Employment law: avoiding claims

Striking a balance

6 February 2015

Changes to the employment tribunal process has shifted the focus to avoiding claims, explains Helen Crossland

Before 29 July 2013, any individual who had lost their job, or who alleged to have been mistreated at work, could, if eligible, bring a claim against their current or former employer before an employment tribunal free of charge. The main reason for this was that it was considered prohibitive and unfair for someone to have to incur a fee to bring a claim.

However, soaring costs of running the service and the concern that too many spurious and unmeritorious claims were being brought meant change was needed. Of the 186,000 claims brought in the 12 months preceding July 2013, for example, only a quarter proceeded to a final hearing, and of these, just 8% of unfair dismissal claims and 3% of discrimination claims succeeded. Yet in the majority of these cases, including those that were withdrawn, struck out, or which settled, the employer still incurred significant time and costs defending the claims.

In response, 2 key measures have been introduced: fees and mandatory early conciliation.

New fees

Since July 2013, any claimant wishing to pursue a claim, must pay up to £1,200. Most complaints, including unfair/ constructive dismissal, discrimination and whistleblowing, now carry an issue fee of £250 per claim form and a further fee of £950 on a final hearing being listed.

Lower fees apply to 'money claims' such as unlawful deduction of wages, holiday and redundancy pay, and for group action claims against the same employer.

Fees are only reimbursed to claimants whose claims succeed and are otherwise lost. A fee remission scheme is available for individuals in receipt of state benefits, or whose gross or disposable income is below a certain limit.

It was always expected, and indeed intended, that the new fee system would deter some potential claimants from presenting claims. But the decline has been unprecedented – between 70% and 80% each quarter since fees were introduced – and calls from trade unions for tribunal fees to be scrapped, or much reduced, are now at fever pitch.

Early conciliation

Before April 2014, an individual could complete a claim form online and on clicking 'submit'; launch a claim in an employment tribunal. At that point, and provided the claim was not rejected for any reason, the parties were off and running and the employer would have 28 days to file a response (defence). However, after that date, a new pre-claim stage was implemented to try to dispose of claims before they are issued. Anyone now intending to bring a claim against their (former) employer must first complete an early conciliation (EC) form, which is sent to ACAS as opposed to the employment tribunal.
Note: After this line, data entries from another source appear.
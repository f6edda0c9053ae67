use std::{
    fs::File,
    io::{self, stdout, Stdout},
    path::PathBuf,
    sync::Mutex,
    time::{Duration, Instant},
};

use anyhow::{Context, Result};
use clap::Parser;
use crossterm::{
    event::{self, Event, KeyCode, KeyEventKind},
    terminal::{disable_raw_mode, enable_raw_mode, EnterAlternateScreen, LeaveAlternateScreen},
    ExecutableCommand,
};
use ratatui::{
    backend::CrosstermBackend,
    layout::{Alignment, Constraint, Layout, Rect},
    style::{Color, Style},
    text::{Line, Span},
    widgets::{Block, Borders, Paragraph},
    Frame, Terminal,
};
use tracing::{info, Level};
use tracing_subscriber::prelude::*;

use tick_tetris::{Command, GameEvent, GameState, Shape, Snapshot, BOARD_HEIGHT, BOARD_WIDTH};

// ============================================================================
// Configuration
// ============================================================================

#[derive(Parser, Debug)]
#[command(name = "tick-tetris", about = "Falling-block puzzle in the terminal")]
struct Args {
    /// Seed for shape selection; omit for a different game every run
    #[arg(long)]
    seed: Option<u64>,

    /// Input poll / redraw interval in milliseconds
    #[arg(long, default_value_t = 20)]
    frame_ms: u64,

    /// Write logs here (the terminal is taken by the game)
    #[arg(long)]
    log_file: Option<PathBuf>,

    /// Increase log verbosity (-v = INFO, -vv = DEBUG, -vvv = TRACE)
    #[arg(short = 'v', long, action = clap::ArgAction::Count)]
    verbose: u8,

    /// Parse arguments and exit immediately
    #[arg(long)]
    noop: bool,
}

fn init_logging(args: &Args) -> Result<()> {
    let Some(path) = &args.log_file else {
        return Ok(());
    };
    let level = match args.verbose {
        0 => Level::WARN,
        1 => Level::INFO,
        2 => Level::DEBUG,
        _ => Level::TRACE,
    };
    let file = File::create(path)
        .with_context(|| format!("failed to create log file {}", path.display()))?;

    tracing_subscriber::registry()
        .with(
            tracing_subscriber::fmt::layer()
                .with_target(false)
                .with_ansi(false)
                .with_writer(Mutex::new(file)),
        )
        .with(tracing_subscriber::filter::LevelFilter::from_level(level))
        .init();
    Ok(())
}

// ============================================================================
// Visual Constants
// ============================================================================

const CELL_WIDTH: u16 = 2;
const BLOCK_CHAR: &str = "██";
const EMPTY_CHAR: &str = "  ";

fn shape_color(shape: Shape) -> Color {
    match shape {
        Shape::I => Color::Cyan,
        Shape::O => Color::Yellow,
        Shape::T => Color::Magenta,
        Shape::S => Color::Green,
        Shape::Z => Color::Red,
        Shape::J => Color::Blue,
        Shape::L => Color::Rgb(255, 165, 0),
    }
}

fn clear_name(lines: u32) -> &'static str {
    match lines {
        1 => "Single",
        2 => "Double",
        3 => "Triple",
        _ => "Tetris!",
    }
}

// ============================================================================
// Rendering
// ============================================================================

fn render(frame: &mut Frame, view: &Snapshot, last_clear: Option<u32>) {
    let area = frame.size();

    let grid_display_width = (BOARD_WIDTH as u16 * CELL_WIDTH) + 2;
    let grid_display_height = BOARD_HEIGHT as u16 + 2;
    let info_width = 20;
    let total_width = grid_display_width + info_width;
    let total_height = grid_display_height + 2;

    let main_area = centered_rect(total_width, total_height, area);
    let vertical = Layout::vertical([
        Constraint::Length(grid_display_height),
        Constraint::Fill(1),
    ])
    .split(main_area);

    let game_row = vertical[0];
    let horizontal = Layout::horizontal([
        Constraint::Length(grid_display_width),
        Constraint::Length(info_width),
    ])
    .split(game_row);

    render_board(frame, view, horizontal[0]);
    render_info(frame, view, last_clear, horizontal[1]);

    let controls_area = Rect {
        x: area.x,
        y: game_row.y + game_row.height,
        width: area.width,
        height: 1,
    };
    if controls_area.y < area.height {
        let controls = Paragraph::new(Line::from(
            "←→: Move | ↑: Rotate | ↓: Soft drop | Space: Hard drop | R: Reset | Q: Quit",
        ))
        .alignment(Alignment::Center)
        .style(Style::default().fg(Color::DarkGray));
        frame.render_widget(controls, controls_area);
    }

    if view.game_over {
        render_game_over(frame, view, area);
    }
}

fn render_board(frame: &mut Frame, view: &Snapshot, area: Rect) {
    let block = Block::default()
        .borders(Borders::ALL)
        .title(" Tetris ")
        .title_alignment(Alignment::Center);

    let inner = block.inner(area);
    frame.render_widget(block, area);

    let board = view.composed();
    let lines: Vec<Line> = board
        .rows()
        .map(|row| {
            let spans: Vec<Span> = row
                .iter()
                .map(|&cell| match Shape::from_cell_value(cell) {
                    Some(shape) => Span::styled(BLOCK_CHAR, Style::default().fg(shape_color(shape))),
                    None => Span::raw(EMPTY_CHAR),
                })
                .collect();
            Line::from(spans)
        })
        .collect();

    frame.render_widget(Paragraph::new(lines), inner);
}

fn render_info(frame: &mut Frame, view: &Snapshot, last_clear: Option<u32>, area: Rect) {
    let block = Block::default()
        .borders(Borders::ALL)
        .title(" Info ")
        .title_alignment(Alignment::Center);

    let inner = block.inner(area);
    frame.render_widget(block, area);

    let mut lines = vec![
        Line::from(""),
        Line::from(Span::styled("Score", Style::default().fg(Color::Yellow))),
        Line::from(format!("{}", view.score)),
        Line::from(""),
        Line::from(Span::styled("Level", Style::default().fg(Color::Green))),
        Line::from(format!("{}", view.level)),
        Line::from(""),
        Line::from(Span::styled("Lines", Style::default().fg(Color::Cyan))),
        Line::from(format!("{}", view.lines)),
    ];
    if let Some(cleared) = last_clear {
        lines.push(Line::from(""));
        lines.push(Line::from(Span::styled(
            clear_name(cleared),
            Style::default().fg(Color::Magenta),
        )));
    }

    let paragraph = Paragraph::new(lines).alignment(Alignment::Center);
    frame.render_widget(paragraph, inner);
}

fn render_game_over(frame: &mut Frame, view: &Snapshot, area: Rect) {
    let text = vec![
        Line::from(""),
        Line::from(Span::styled("GAME OVER", Style::default().fg(Color::Red))),
        Line::from(""),
        Line::from(format!("Score: {}", view.score)),
        Line::from(format!("Lines: {}", view.lines)),
        Line::from(format!("Level: {}", view.level)),
        Line::from(""),
        Line::from(Span::styled(
            "R to restart, Q to quit",
            Style::default().fg(Color::DarkGray),
        )),
    ];

    let paragraph = Paragraph::new(text).alignment(Alignment::Center).block(
        Block::default()
            .borders(Borders::ALL)
            .title(" Game Over ")
            .title_alignment(Alignment::Center)
            .style(Style::default().bg(Color::Black)),
    );

    frame.render_widget(paragraph, centered_rect(26, 11, area));
}

fn centered_rect(width: u16, height: u16, area: Rect) -> Rect {
    let horizontal = Layout::horizontal([
        Constraint::Fill(1),
        Constraint::Length(width.min(area.width)),
        Constraint::Fill(1),
    ])
    .split(area);

    let vertical = Layout::vertical([
        Constraint::Fill(1),
        Constraint::Length(height.min(area.height)),
        Constraint::Fill(1),
    ])
    .split(horizontal[1]);

    vertical[1]
}

// ============================================================================
// Input
// ============================================================================

enum Input {
    Play(Command),
    Reset,
}

/// Waits up to `timeout` for one key press.
fn poll_input(timeout: Duration) -> io::Result<Input> {
    if !event::poll(timeout)? {
        return Ok(Input::Play(Command::None));
    }
    let Event::Key(key) = event::read()? else {
        return Ok(Input::Play(Command::None));
    };
    if key.kind != KeyEventKind::Press {
        return Ok(Input::Play(Command::None));
    }
    let command = match key.code {
        KeyCode::Esc | KeyCode::Char('q') | KeyCode::Char('Q') => Command::Quit,
        KeyCode::Char('r') | KeyCode::Char('R') => return Ok(Input::Reset),
        KeyCode::Left => Command::Left,
        KeyCode::Right => Command::Right,
        KeyCode::Up => Command::RotateCw,
        KeyCode::Down => Command::SoftDrop,
        KeyCode::Char(' ') => Command::HardDrop,
        _ => Command::None,
    };
    Ok(Input::Play(command))
}

// ============================================================================
// Main Loop
// ============================================================================

fn run(terminal: &mut Terminal<CrosstermBackend<Stdout>>, args: &Args) -> Result<()> {
    let mut game = match args.seed {
        Some(seed) => GameState::with_seed(seed),
        None => GameState::new(),
    };
    let frame = Duration::from_millis(args.frame_ms);
    let mut last_clear = None;
    let mut last_tick = Instant::now();

    loop {
        let view = game.snapshot();
        terminal.draw(|f| render(f, &view, last_clear))?;

        let command = match poll_input(frame)? {
            Input::Play(Command::Quit) => break,
            Input::Play(command) => command,
            Input::Reset => {
                match args.seed {
                    Some(seed) => game.reset_with_seed(seed),
                    None => game.reset(),
                }
                last_clear = None;
                last_tick = Instant::now();
                Command::None
            }
        };

        let elapsed_ms = last_tick.elapsed().as_millis() as u64;
        last_tick += Duration::from_millis(elapsed_ms);
        game.tick(elapsed_ms, command);

        for event in game.take_events() {
            match event {
                GameEvent::LinesCleared(n) => last_clear = Some(n),
                GameEvent::GameReset => last_clear = None,
                _ => {}
            }
        }
    }

    info!(score = game.score(), lines = game.lines(), "quit");
    Ok(())
}

fn main() -> Result<()> {
    let args = Args::parse();
    if args.noop {
        println!("Arguments parsed successfully (--noop mode)");
        return Ok(());
    }
    init_logging(&args)?;
    info!(seed = ?args.seed, frame_ms = args.frame_ms, "starting");

    enable_raw_mode().context("failed to enable raw mode")?;
    let result = open_terminal().and_then(|mut terminal| run(&mut terminal, &args));

    // Restore terminal
    disable_raw_mode()?;
    stdout().execute(LeaveAlternateScreen)?;

    result
}

/// Everything after raw mode; failures here still reach the restore in `main`.
fn open_terminal() -> Result<Terminal<CrosstermBackend<Stdout>>> {
    stdout()
        .execute(EnterAlternateScreen)
        .context("failed to enter alternate screen")?;
    let terminal = Terminal::new(CrosstermBackend::new(stdout()))
        .context("failed to create terminal")?;
    Ok(terminal)
}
ACAS will then obtain details and if the claimant is willing to attempt conciliation, contact the employer to see if there is any scope to resolve the dispute.

Before April 2014, an individual could complete a claim form online and on clicking 'submit'; launch a claim in an employment tribunal. At that point, and provided the claim was not rejected for any reason, the parties were off and running...
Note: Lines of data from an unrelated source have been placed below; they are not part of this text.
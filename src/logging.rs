//! Structured logging for dosewise
//!
//! Console logs go to stderr so that `--json` output on stdout stays
//! parseable. An optional log file always receives JSON records and can
//! rotate daily.

use anyhow::Context;
use serde::{Deserialize, Serialize};
use std::fmt;
use std::fs;
use std::path::{Path, PathBuf};
use std::sync::Mutex;
use tracing_subscriber::{
    fmt::{format::FmtSpan, writer::BoxMakeWriter},
    layer::SubscriberExt,
    util::SubscriberInitExt,
    EnvFilter, Layer, Registry,
};

type BoxedLayer = Box<dyn Layer<Registry> + Send + Sync>;

const DEFAULT_LOG_FILE: &str = "dosewise.log";

/// Logging configuration, the `[logging]` table of the config file
#[derive(Debug, Clone, Serialize, Deserialize)]
pub struct LogConfig {
    /// Level for dosewise's own targets (error, warn, info, debug, trace)
    pub level: LogLevel,

    /// Console format (pretty, json, compact)
    pub format: LogFormat,

    /// JSON log file next to console output; console only when unset
    #[serde(default, skip_serializing_if = "Option::is_none")]
    pub file_path: Option<PathBuf>,

    /// Rotate the log file daily
    pub rotation: bool,

    /// Record span enter/close events and span context
    pub include_spans: bool,
}

impl Default for LogConfig {
    fn default() -> Self {
        Self {
            level: LogLevel::Warn,
            format: LogFormat::Pretty,
            file_path: None,
            rotation: true,
            include_spans: false,
        }
    }
}

impl LogConfig {
    /// Filter used when `RUST_LOG` is not set
    pub fn filter_directive(&self) -> String {
        format!("dosewise={}", self.level)
    }
}

#[derive(Debug, Clone, Copy, PartialEq, Eq, Serialize, Deserialize)]
#[serde(rename_all = "lowercase")]
pub enum LogLevel {
    Error,
    Warn,
    Info,
    Debug,
    Trace,
}

impl LogLevel {
    /// Map repeated `-v` flags onto a level
    pub fn from_verbosity(verbose: u8) -> Self {
        match verbose {
            0 => LogLevel::Warn,
            1 => LogLevel::Info,
            2 => LogLevel::Debug,
            _ => LogLevel::Trace,
        }
    }
}

impl fmt::Display for LogLevel {
    fn fmt(&self, f: &mut fmt::Formatter<'_>) -> fmt::Result {
        let name = match self {
            LogLevel::Error => "error",
            LogLevel::Warn => "warn",
            LogLevel::Info => "info",
            LogLevel::Debug => "debug",
            LogLevel::Trace => "trace",
        };
        f.write_str(name)
    }
}

impl std::str::FromStr for LogLevel {
    type Err = String;

    fn from_str(s: &str) -> Result<Self, Self::Err> {
        match s.to_lowercase().as_str() {
            "error" => Ok(LogLevel::Error),
            "warn" | "warning" => Ok(LogLevel::Warn),
            "info" => Ok(LogLevel::Info),
            "debug" => Ok(LogLevel::Debug),
            "trace" => Ok(LogLevel::Trace),
            _ => Err(format!("Invalid log level: {}", s)),
        }
    }
}

/// Console log format
#[derive(Debug, Clone, Copy, PartialEq, Eq, Serialize, Deserialize)]
#[serde(rename_all = "lowercase")]
pub enum LogFormat {
    /// Multi-line, coloured
    Pretty,
    /// One JSON object per event
    Json,
    /// Single-line
    Compact,
}

impl std::str::FromStr for LogFormat {
    type Err = String;

    fn from_str(s: &str) -> Result<Self, Self::Err> {
        match s.to_lowercase().as_str() {
            "pretty" => Ok(LogFormat::Pretty),
            "json" => Ok(LogFormat::Json),
            "compact" => Ok(LogFormat::Compact),
            _ => Err(format!("Invalid log format: {}", s)),
        }
    }
}

/// Install the global subscriber. `RUST_LOG` overrides the configured level.
pub fn init_logging(config: &LogConfig) -> anyhow::Result<()> {
    let filter = EnvFilter::try_from_default_env().unwrap_or_else(|_| EnvFilter::new(config.filter_directive()));

    let mut layers = vec![console_layer(config)];
    if let Some(path) = &config.file_path {
        layers.push(file_layer(path, config)?);
    }

    tracing_subscriber::registry()
        .with(layers)
        .with(filter)
        .try_init()
        .context("A global logger is already installed")?;

    tracing::debug!(
        level = %config.level,
        format = ?config.format,
        file = ?config.file_path,
        "Logging initialized"
    );

    Ok(())
}

fn console_layer(config: &LogConfig) -> BoxedLayer {
    let layer = tracing_subscriber::fmt::layer()
        .with_writer(std::io::stderr)
        .with_target(true);

    match config.format {
        LogFormat::Pretty => layer
            .with_line_number(true)
            .with_span_events(span_events(config))
            .boxed(),
        LogFormat::Json => layer
            .json()
            .with_current_span(config.include_spans)
            .with_span_list(config.include_spans)
            .boxed(),
        LogFormat::Compact => layer.compact().with_span_events(span_events(config)).boxed(),
    }
}

fn file_layer(path: &Path, config: &LogConfig) -> anyhow::Result<BoxedLayer> {
    let layer = tracing_subscriber::fmt::layer()
        .json()
        .with_ansi(false)
        .with_writer(file_writer(path, config.rotation)?)
        .with_target(true)
        .with_current_span(config.include_spans)
        .with_span_list(config.include_spans);
    Ok(layer.boxed())
}

/// Daily rolling appender or a plain append-mode file
fn file_writer(path: &Path, rotate: bool) -> anyhow::Result<BoxMakeWriter> {
    let directory = match path.parent() {
        Some(parent) if !parent.as_os_str().is_empty() => parent,
        _ => Path::new("."),
    };
    fs::create_dir_all(directory)
        .with_context(|| format!("Failed to create log directory: {}", directory.display()))?;

    if rotate {
        let file_name = path
            .file_name()
            .and_then(|name| name.to_str())
            .unwrap_or(DEFAULT_LOG_FILE);
        return Ok(BoxMakeWriter::new(tracing_appender::rolling::daily(directory, file_name)));
    }

    let file = fs::OpenOptions::new()
        .create(true)
        .append(true)
        .open(path)
        .with_context(|| format!("Failed to open log file: {}", path.display()))?;
    Ok(BoxMakeWriter::new(Mutex::new(file)))
}

fn span_events(config: &LogConfig) -> FmtSpan {
    if config.include_spans {
        FmtSpan::ENTER | FmtSpan::CLOSE
    } else {
        FmtSpan::NONE
    }
}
Employers get no prior warning of any communication, and ACAS will simply telephone the person nominated by the claimant in the EC form to discuss the potential claim. Whereas some claims will be expected, others may come as a surprise, and it is strongly advisable for employers to nominate an individual (who could be a manager or their employment lawyer) as the chosen point of contact. This will help ensure that ACAS calls that person rather than the contact named in the EC form.
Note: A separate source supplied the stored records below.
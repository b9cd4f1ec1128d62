//! Unified error hierarchy for dosewise
//!
//! Boundary validation failures, upstream provider failures and configuration
//! problems. The scheduling components themselves never fail: ambiguous
//! configurations resolve to empty windows or an inactive phase.

use crate::models::Prayer;
use thiserror::Error;

/// Top-level error type for all dosewise operations
#[derive(Debug, Error)]
pub enum DoseWiseError {
    /// Medication entry rejected at the input boundary
    #[error("Validation error: {0}")]
    Validation(#[from] ValidationError),

    /// Prayer-time or festival provider failed
    #[error("Upstream error: {0}")]
    Upstream(#[from] UpstreamError),

    /// Configuration errors
    #[error("Configuration error: {0}")]
    Configuration(String),
}

/// Input errors for a raw medication entry
#[derive(Debug, Clone, PartialEq, Eq, Error)]
pub enum ValidationError {
    /// Required field absent or blank
    #[error("Entry {entry}: missing required field '{field}'")]
    MissingField { entry: String, field: String },

    /// Dose time not in strict HH:MM form
    #[error("Entry {entry}: malformed dose time {value:?} (expected HH:MM)")]
    MalformedTime { entry: String, value: String },

    /// Meal relation not recognised
    #[error("Entry {entry}: unknown meal relation {value:?}")]
    UnknownMealRelation { entry: String, value: String },

    /// No dose times listed
    #[error("Entry {entry}: schedule has no dose times")]
    EmptySchedule { entry: String },

    /// Prayer instants not in chronological order; `entry` is the date
    #[error("Prayer times for {entry}: {prayer} is out of chronological order")]
    OutOfOrderPrayer { entry: String, prayer: Prayer },
}

impl ValidationError {
    /// Identifier of the entry that was rejected
    pub fn entry(&self) -> &str {
        match self {
            ValidationError::MissingField { entry, .. }
            | ValidationError::MalformedTime { entry, .. }
            | ValidationError::UnknownMealRelation { entry, .. }
            | ValidationError::EmptySchedule { entry }
            | ValidationError::OutOfOrderPrayer { entry, .. } => entry,
        }
    }
}

/// Provider fetch failures
#[derive(Debug, Clone, PartialEq, Eq, Error)]
pub enum UpstreamError {
    /// Provider reported a failure
    #[error("{source_name} unavailable: {reason}")]
    Unavailable { source_name: String, reason: String },

    /// Provider did not answer in time
    #[error("{source_name} timed out after {after_ms}ms")]
    Timeout { source_name: String, after_ms: u64 },

    /// Provider answered with data the engine cannot use
    #[error("{source_name} returned invalid data: {reason}")]
    InvalidData { source_name: String, reason: String },
}

impl UpstreamError {
    pub fn unavailable(source_name: impl Into<String>, reason: impl Into<String>) -> Self {
        UpstreamError::Unavailable {
            source_name: source_name.into(),
            reason: reason.into(),
        }
    }
}

/// Result type alias for dosewise operations
pub type Result<T> = std::result::Result<T, DoseWiseError>;

impl DoseWiseError {
    /// Check if error is retryable
    pub fn is_retryable(&self) -> bool {
        matches!(
            self,
            DoseWiseError::Upstream(UpstreamError::Unavailable { .. } | UpstreamError::Timeout { .. })
        )
    }

    /// Get error severity level
    pub fn severity(&self) -> ErrorSeverity {
        match self {
            DoseWiseError::Validation(_) => ErrorSeverity::Warning,
            DoseWiseError::Upstream(UpstreamError::Timeout { .. }) => ErrorSeverity::Warning,
            DoseWiseError::Upstream(_) => ErrorSeverity::Error,
            DoseWiseError::Configuration(_) => ErrorSeverity::Critical,
        }
    }

    /// Get user-friendly error message
    pub fn user_message(&self) -> String {
        match self {
            DoseWiseError::Validation(ValidationError::MalformedTime { entry, value }) => {
                format!(
                    "Medication '{}' has an invalid dose time '{}'. Use 24-hour HH:MM.",
                    entry, value
                )
            }
            DoseWiseError::Upstream(UpstreamError::Timeout { source_name, .. }) => {
                format!(
                    "{} is taking too long to respond. Showing schedules without cultural adjustments.",
                    source_name
                )
            }
            DoseWiseError::Upstream(UpstreamError::Unavailable { source_name, .. }) => {
                format!(
                    "{} is unavailable. Showing schedules without cultural adjustments.",
                    source_name
                )
            }
            DoseWiseError::Upstream(UpstreamError::InvalidData { source_name, .. }) => {
                format!(
                    "{} returned unusable data. Showing schedules without cultural adjustments.",
                    source_name
                )
            }
            DoseWiseError::Validation(ValidationError::OutOfOrderPrayer { entry, prayer }) => {
                format!(
                    "Prayer times for {} list {} out of order. Check the prayer time source.",
                    entry, prayer
                )
            }
            _ => self.to_string(),
        }
    }
}

/// Error severity levels
#[derive(Debug, Clone, Copy, PartialEq, Eq)]
pub enum ErrorSeverity {
    /// Critical error requiring immediate attention
    Critical,
    /// Error that prevents operation but system can continue
    Error,
    /// Warning that doesn't prevent operation
    Warning,
}

#[cfg(test)]
mod tests {
    use super::*;

    #[test]
    fn test_error_severity() {
        let err = DoseWiseError::Validation(ValidationError::EmptySchedule {
            entry: "med-1".to_string(),
        });
        assert_eq!(err.severity(), ErrorSeverity::Warning);

        let err = DoseWiseError::Configuration("bad buffer".to_string());
        assert_eq!(err.severity(), ErrorSeverity::Critical);

        let err: DoseWiseError = UpstreamError::InvalidData {
            source_name: "prayer times".to_string(),
            reason: "unordered".to_string(),
        }
        .into();
        assert_eq!(err.severity(), ErrorSeverity::Error);
        assert!(!err.is_retryable());
    }

    #[test]
    fn test_error_retryable() {
        let err = DoseWiseError::Upstream(UpstreamError::Timeout {
            source_name: "prayer times".to_string(),
            after_ms: 5000,
        });
        assert!(err.is_retryable());

        let err = DoseWiseError::Configuration("test".to_string());
        assert!(!err.is_retryable());
    }

    #[test]
    fn test_user_messages() {
        let err = DoseWiseError::Validation(ValidationError::MalformedTime {
            entry: "metformin".to_string(),
            value: "8am".to_string(),
        });
        assert!(err.user_message().contains("HH:MM"));

        let err: DoseWiseError = UpstreamError::unavailable("Festival calendar", "503").into();
        assert!(err.user_message().starts_with("Festival calendar is unavailable"));
    }

    #[test]
    fn test_validation_entry_accessor() {
        let err = ValidationError::UnknownMealRelation {
            entry: "med-7".to_string(),
            value: "often".to_string(),
        };
        assert_eq!(err.entry(), "med-7");
    }
}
Following the submission of an EC form, either party may decline to engage. If so, or if the parties commence negotiations but fail to reach an agreement, the EC period will be deemed to have ended and ACAS will issue a certificate confirming this. Only then can the would-be claimant lodge a claim in an employment tribunal. If EC results in an agreed settlement, employers should ensure that this waives all prospective claims the (former) employee could bring, and not just those that have been brought to their attention by ACAS.

To allow time for the EC process – a set period of 1 month extendable by 2 weeks if the parties agree – the normal limitation period for a claimant to bring a claim will, in most cases, be extended. Special rules apply in this scenario, and professional advice should be taken to calculate any new limitation date, and whether a claim brought after EC was in time.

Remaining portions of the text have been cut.